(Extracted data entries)
---------------

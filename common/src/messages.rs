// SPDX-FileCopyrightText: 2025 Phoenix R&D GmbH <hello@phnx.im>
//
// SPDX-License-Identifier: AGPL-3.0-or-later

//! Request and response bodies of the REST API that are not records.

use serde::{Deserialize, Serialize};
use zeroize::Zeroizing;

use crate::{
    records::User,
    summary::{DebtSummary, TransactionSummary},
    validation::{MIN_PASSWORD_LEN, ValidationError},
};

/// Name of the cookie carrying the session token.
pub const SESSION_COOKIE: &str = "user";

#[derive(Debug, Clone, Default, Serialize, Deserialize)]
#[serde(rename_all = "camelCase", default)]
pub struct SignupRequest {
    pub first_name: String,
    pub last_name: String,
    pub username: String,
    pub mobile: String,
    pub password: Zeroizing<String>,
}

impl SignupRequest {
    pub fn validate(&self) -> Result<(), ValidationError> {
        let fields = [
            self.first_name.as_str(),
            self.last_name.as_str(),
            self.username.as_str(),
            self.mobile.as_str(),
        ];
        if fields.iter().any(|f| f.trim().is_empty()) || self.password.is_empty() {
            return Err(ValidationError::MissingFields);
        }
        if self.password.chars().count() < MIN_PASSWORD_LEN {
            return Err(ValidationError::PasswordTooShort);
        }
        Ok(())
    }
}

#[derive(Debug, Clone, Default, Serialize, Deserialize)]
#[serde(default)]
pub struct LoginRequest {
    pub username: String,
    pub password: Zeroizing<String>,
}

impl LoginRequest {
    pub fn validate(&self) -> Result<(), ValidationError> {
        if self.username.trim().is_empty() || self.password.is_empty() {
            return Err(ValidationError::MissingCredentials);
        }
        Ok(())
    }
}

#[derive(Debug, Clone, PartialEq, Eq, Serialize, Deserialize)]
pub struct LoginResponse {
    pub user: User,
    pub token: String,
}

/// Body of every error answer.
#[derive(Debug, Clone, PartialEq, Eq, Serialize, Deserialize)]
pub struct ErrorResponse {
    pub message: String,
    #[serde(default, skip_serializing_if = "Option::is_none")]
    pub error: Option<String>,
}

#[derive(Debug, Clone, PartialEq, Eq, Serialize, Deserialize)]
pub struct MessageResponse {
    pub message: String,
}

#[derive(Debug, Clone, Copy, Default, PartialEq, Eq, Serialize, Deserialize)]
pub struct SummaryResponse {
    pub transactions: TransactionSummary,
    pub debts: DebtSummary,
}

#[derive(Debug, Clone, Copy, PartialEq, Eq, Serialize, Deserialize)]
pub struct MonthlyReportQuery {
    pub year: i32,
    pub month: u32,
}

---------------

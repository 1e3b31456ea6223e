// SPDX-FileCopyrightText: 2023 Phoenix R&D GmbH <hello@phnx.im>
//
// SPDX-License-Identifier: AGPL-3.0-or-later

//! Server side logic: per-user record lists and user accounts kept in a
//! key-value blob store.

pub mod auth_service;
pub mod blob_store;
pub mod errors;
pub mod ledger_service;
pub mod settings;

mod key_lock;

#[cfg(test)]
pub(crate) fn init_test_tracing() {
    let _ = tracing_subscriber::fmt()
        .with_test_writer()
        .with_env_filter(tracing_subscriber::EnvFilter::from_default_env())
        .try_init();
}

---------------

Tally the lines of the records that contain the word "hello" and state the total alone.

2